» **DATA TO USE**
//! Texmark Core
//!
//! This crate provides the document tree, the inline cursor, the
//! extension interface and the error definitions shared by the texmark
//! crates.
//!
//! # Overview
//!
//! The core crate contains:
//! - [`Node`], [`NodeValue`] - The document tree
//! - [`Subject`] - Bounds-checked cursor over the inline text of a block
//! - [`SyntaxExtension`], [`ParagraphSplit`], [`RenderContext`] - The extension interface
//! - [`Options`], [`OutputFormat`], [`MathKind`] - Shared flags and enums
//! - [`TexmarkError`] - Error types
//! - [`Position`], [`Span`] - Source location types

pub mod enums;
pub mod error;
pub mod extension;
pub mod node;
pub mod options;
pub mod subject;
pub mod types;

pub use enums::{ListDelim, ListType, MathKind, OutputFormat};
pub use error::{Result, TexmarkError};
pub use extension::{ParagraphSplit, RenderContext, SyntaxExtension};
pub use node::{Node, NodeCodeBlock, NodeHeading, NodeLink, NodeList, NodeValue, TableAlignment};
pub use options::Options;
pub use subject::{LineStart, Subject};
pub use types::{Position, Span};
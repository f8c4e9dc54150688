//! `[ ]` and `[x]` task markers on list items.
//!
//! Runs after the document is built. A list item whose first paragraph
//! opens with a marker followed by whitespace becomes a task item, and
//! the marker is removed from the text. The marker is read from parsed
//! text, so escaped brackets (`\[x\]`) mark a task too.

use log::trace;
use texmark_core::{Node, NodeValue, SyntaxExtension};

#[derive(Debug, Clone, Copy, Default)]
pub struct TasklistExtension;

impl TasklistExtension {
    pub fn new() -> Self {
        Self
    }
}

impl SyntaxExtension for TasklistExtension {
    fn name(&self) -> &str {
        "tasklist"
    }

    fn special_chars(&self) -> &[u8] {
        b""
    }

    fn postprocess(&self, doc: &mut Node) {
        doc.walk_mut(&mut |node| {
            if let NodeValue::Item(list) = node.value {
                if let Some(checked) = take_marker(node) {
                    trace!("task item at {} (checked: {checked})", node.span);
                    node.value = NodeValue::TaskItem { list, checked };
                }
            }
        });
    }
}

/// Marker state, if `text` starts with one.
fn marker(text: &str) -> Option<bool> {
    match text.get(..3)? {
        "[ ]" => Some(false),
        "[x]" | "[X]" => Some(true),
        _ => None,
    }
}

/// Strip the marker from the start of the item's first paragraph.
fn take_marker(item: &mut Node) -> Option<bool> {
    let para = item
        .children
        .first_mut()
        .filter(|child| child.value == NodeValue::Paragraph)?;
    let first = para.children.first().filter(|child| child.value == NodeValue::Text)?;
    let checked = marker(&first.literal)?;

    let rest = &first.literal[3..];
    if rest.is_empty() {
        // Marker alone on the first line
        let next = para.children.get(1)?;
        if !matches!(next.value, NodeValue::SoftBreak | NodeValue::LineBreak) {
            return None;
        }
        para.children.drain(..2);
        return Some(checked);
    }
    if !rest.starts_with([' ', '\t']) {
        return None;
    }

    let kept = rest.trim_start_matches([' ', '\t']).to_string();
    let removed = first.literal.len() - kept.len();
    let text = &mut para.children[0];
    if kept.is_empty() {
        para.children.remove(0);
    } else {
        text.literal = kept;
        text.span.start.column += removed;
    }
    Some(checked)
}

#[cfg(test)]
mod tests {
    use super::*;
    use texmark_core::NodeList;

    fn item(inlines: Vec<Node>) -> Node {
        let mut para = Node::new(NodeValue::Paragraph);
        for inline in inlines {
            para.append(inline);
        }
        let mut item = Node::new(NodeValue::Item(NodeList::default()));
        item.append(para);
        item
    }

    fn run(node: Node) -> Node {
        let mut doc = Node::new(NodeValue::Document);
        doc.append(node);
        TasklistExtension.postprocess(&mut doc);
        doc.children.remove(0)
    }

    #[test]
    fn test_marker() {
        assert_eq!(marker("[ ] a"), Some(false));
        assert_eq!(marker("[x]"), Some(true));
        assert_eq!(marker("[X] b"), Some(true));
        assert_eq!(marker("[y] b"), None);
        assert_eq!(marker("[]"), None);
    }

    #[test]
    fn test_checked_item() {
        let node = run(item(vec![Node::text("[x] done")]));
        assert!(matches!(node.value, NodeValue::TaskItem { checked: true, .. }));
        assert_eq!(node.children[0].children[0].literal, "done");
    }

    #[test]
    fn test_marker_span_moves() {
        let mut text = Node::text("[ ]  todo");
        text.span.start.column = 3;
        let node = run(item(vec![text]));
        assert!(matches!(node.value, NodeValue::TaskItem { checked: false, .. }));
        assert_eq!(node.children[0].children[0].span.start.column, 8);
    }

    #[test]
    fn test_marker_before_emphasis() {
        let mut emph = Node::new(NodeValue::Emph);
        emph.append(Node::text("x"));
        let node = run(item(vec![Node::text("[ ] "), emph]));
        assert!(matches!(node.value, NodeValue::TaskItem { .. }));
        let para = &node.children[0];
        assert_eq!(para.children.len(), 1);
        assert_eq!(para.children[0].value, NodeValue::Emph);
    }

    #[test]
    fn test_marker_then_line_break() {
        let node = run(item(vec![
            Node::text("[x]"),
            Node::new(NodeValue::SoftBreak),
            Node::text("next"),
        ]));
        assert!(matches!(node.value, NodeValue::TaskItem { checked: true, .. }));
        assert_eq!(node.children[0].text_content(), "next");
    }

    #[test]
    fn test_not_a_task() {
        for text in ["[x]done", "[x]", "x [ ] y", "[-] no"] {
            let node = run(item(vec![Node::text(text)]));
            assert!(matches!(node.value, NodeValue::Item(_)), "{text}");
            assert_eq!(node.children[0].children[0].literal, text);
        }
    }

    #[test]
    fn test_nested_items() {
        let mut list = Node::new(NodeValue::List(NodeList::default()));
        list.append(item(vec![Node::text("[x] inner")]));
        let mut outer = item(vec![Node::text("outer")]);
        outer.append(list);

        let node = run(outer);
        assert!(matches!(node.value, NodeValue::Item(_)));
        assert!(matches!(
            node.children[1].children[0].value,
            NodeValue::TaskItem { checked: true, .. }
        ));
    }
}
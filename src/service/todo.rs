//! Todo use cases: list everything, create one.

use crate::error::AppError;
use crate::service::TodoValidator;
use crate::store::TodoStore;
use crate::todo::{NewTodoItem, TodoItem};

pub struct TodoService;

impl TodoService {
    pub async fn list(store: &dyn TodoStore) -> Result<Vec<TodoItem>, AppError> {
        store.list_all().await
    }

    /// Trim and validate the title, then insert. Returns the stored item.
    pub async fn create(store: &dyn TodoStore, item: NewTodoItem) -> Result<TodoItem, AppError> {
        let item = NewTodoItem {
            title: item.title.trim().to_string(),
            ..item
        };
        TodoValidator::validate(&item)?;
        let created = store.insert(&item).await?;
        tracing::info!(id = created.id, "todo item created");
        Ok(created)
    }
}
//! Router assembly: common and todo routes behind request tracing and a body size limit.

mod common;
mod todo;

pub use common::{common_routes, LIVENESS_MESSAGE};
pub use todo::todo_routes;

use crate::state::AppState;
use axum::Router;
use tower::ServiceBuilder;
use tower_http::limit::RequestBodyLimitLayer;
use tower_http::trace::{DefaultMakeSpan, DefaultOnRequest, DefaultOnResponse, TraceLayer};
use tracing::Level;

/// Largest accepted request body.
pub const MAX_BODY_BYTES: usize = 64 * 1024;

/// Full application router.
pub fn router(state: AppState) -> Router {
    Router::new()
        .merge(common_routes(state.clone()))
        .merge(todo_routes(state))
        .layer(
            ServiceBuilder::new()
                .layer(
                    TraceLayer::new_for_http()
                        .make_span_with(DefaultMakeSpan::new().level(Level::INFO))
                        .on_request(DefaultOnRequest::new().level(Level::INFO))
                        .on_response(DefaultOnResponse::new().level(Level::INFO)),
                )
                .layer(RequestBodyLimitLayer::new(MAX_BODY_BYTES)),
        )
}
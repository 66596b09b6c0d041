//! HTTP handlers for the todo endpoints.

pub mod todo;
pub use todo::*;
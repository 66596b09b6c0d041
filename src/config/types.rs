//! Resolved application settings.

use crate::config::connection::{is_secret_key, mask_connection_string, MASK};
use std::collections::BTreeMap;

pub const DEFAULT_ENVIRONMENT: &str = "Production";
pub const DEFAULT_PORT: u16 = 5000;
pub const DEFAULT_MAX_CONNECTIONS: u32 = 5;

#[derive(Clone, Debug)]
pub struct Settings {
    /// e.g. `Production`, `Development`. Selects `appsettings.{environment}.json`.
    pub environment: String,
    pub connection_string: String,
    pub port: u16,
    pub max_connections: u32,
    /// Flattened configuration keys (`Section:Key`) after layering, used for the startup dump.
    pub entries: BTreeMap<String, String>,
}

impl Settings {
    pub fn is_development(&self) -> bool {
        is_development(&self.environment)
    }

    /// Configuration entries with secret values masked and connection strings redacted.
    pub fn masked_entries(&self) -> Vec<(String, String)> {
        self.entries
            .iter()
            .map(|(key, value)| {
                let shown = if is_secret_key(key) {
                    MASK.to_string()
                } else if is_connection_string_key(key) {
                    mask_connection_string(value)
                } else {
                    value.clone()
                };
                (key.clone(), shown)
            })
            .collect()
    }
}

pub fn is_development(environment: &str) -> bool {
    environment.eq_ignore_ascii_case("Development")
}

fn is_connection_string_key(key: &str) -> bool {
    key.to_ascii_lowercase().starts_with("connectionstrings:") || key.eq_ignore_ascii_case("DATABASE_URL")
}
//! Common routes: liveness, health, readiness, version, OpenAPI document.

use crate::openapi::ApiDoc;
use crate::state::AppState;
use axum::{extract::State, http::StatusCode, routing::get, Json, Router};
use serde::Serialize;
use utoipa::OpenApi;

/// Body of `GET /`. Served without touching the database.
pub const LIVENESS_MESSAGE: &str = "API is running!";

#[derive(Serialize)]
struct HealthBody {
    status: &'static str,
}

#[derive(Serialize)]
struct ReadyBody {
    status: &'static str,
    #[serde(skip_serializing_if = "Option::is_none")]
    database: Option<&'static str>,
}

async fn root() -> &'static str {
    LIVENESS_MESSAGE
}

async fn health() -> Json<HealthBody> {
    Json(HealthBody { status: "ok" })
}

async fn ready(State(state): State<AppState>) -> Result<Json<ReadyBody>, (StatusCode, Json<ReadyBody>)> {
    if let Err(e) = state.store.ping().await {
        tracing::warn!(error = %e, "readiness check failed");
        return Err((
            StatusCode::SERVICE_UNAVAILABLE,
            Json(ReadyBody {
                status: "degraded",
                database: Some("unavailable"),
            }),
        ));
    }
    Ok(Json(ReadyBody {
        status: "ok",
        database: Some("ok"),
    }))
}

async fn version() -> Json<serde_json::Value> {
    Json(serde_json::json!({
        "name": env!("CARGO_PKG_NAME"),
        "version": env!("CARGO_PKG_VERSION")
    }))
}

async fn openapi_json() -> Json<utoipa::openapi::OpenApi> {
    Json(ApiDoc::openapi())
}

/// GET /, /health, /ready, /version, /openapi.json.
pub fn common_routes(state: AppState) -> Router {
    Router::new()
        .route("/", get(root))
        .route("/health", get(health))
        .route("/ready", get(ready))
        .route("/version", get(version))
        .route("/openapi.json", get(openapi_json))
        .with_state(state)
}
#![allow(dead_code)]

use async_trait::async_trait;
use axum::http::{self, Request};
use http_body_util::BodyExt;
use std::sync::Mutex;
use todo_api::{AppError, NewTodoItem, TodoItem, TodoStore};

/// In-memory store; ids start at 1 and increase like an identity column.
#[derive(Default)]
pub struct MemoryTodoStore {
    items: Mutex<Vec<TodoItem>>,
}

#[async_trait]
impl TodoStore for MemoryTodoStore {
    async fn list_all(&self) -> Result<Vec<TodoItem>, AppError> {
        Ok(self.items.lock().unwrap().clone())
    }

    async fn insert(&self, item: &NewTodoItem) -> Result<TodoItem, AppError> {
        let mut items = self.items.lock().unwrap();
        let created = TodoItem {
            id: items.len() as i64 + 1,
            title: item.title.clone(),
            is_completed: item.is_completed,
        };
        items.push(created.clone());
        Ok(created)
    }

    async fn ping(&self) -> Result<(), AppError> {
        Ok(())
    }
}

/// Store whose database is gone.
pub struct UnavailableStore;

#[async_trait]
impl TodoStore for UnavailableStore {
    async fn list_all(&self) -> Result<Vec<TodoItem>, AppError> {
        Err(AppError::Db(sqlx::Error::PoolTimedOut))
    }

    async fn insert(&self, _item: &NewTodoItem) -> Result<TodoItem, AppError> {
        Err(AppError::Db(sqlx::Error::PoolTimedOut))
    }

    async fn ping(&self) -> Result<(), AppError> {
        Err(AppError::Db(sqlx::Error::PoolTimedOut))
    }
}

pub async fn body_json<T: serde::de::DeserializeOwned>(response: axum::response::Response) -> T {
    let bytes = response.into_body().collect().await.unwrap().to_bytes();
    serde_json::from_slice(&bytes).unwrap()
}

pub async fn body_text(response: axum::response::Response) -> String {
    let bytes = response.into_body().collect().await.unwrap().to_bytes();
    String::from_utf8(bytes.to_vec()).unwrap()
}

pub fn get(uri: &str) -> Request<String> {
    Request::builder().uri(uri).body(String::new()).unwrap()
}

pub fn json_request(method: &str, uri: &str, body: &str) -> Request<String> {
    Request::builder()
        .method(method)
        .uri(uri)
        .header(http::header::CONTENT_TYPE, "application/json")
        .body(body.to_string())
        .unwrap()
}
---
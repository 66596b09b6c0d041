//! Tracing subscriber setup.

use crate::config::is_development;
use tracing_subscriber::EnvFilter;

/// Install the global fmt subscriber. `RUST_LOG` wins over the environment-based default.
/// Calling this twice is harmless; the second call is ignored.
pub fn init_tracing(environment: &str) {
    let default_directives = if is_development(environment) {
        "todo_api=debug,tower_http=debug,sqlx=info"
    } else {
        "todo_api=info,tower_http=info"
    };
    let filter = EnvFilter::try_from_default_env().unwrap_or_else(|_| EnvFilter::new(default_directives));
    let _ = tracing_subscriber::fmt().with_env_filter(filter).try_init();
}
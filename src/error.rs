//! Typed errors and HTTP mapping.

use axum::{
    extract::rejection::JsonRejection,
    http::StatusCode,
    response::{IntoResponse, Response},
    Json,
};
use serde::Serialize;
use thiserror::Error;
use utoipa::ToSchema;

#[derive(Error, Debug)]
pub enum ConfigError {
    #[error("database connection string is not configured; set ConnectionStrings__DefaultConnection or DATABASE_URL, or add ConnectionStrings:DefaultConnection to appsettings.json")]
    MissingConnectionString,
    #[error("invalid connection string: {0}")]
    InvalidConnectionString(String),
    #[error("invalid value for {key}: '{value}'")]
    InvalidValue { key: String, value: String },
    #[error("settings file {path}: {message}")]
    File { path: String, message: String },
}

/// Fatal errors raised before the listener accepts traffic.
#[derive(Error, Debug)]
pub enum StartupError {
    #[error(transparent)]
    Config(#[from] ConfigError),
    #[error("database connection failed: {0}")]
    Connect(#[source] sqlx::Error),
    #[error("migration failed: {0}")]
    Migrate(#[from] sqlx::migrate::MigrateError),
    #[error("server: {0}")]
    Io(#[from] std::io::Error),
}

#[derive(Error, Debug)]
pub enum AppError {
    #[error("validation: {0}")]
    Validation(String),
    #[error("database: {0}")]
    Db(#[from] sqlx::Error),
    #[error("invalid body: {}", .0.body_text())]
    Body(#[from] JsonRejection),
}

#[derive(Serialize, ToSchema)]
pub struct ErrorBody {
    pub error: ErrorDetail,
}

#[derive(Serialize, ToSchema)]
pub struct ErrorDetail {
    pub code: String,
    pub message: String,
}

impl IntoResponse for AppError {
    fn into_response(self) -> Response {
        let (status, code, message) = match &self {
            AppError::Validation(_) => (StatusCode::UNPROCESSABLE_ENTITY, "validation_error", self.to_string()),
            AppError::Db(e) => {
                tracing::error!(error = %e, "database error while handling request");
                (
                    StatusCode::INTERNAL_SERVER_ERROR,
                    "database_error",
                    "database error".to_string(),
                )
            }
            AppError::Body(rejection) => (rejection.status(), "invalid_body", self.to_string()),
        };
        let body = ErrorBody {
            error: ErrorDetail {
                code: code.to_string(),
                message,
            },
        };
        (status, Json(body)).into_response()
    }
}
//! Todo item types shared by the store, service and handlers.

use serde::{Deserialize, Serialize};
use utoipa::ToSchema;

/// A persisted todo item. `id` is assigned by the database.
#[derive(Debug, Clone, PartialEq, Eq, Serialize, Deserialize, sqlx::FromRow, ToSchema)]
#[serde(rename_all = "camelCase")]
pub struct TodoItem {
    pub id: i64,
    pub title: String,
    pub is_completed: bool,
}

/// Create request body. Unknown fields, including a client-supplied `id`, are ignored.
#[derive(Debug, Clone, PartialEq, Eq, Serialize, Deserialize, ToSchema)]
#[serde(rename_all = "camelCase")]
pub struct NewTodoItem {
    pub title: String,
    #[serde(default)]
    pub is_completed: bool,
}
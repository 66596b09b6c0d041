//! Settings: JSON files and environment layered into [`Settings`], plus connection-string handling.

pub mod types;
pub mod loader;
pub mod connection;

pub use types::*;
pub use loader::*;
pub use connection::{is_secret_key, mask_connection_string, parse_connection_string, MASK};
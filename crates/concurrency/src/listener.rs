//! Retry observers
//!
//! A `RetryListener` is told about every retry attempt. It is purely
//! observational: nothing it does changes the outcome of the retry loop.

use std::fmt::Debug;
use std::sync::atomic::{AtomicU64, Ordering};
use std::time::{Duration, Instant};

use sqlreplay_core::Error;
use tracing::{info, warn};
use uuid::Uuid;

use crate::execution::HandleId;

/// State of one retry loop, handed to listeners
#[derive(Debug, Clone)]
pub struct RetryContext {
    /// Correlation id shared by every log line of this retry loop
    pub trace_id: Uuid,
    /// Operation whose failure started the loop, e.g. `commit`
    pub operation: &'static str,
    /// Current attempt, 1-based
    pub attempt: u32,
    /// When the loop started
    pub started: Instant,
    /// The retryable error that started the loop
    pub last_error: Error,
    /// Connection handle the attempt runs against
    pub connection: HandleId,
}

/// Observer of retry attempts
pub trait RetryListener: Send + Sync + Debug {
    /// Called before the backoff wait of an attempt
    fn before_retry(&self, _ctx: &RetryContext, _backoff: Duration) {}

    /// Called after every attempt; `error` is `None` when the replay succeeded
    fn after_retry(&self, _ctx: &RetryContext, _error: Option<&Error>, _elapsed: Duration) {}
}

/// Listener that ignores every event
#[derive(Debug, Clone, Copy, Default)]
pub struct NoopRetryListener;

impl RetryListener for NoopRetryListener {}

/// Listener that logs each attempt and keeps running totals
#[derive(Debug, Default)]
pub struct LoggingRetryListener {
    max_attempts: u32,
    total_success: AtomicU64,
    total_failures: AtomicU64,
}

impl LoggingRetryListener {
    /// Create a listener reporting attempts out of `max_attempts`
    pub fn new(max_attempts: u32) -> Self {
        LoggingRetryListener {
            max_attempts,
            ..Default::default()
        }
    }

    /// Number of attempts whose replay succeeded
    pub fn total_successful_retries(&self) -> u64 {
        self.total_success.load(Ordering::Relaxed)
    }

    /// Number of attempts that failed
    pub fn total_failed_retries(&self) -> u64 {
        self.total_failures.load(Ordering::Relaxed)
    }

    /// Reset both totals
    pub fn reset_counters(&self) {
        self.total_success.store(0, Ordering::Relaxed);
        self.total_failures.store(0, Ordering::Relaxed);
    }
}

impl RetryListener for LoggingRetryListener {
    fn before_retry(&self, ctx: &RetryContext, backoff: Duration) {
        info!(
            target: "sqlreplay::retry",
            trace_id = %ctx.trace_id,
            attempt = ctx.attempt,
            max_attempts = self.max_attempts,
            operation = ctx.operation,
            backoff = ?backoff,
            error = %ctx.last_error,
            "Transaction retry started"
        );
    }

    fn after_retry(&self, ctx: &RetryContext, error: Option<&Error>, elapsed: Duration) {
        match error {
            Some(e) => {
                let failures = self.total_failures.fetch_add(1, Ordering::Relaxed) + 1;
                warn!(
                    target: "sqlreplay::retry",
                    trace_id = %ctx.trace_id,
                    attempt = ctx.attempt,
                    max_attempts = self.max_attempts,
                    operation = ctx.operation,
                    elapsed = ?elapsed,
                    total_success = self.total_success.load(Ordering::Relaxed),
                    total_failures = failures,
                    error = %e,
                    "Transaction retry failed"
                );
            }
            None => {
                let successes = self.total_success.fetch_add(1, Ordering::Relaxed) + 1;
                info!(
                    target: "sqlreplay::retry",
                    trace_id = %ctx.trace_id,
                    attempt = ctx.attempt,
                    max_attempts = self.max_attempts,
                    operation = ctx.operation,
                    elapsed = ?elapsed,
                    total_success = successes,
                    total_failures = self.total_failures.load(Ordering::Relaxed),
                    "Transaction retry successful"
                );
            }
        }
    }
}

» **EXERCISE AIM**
Whenever the string "crates" turns up in a line above, copy that line out.

» **ANSWER TO THIS EXERCISE**
//! crates.
filename crates/concurrency/src/listener.rs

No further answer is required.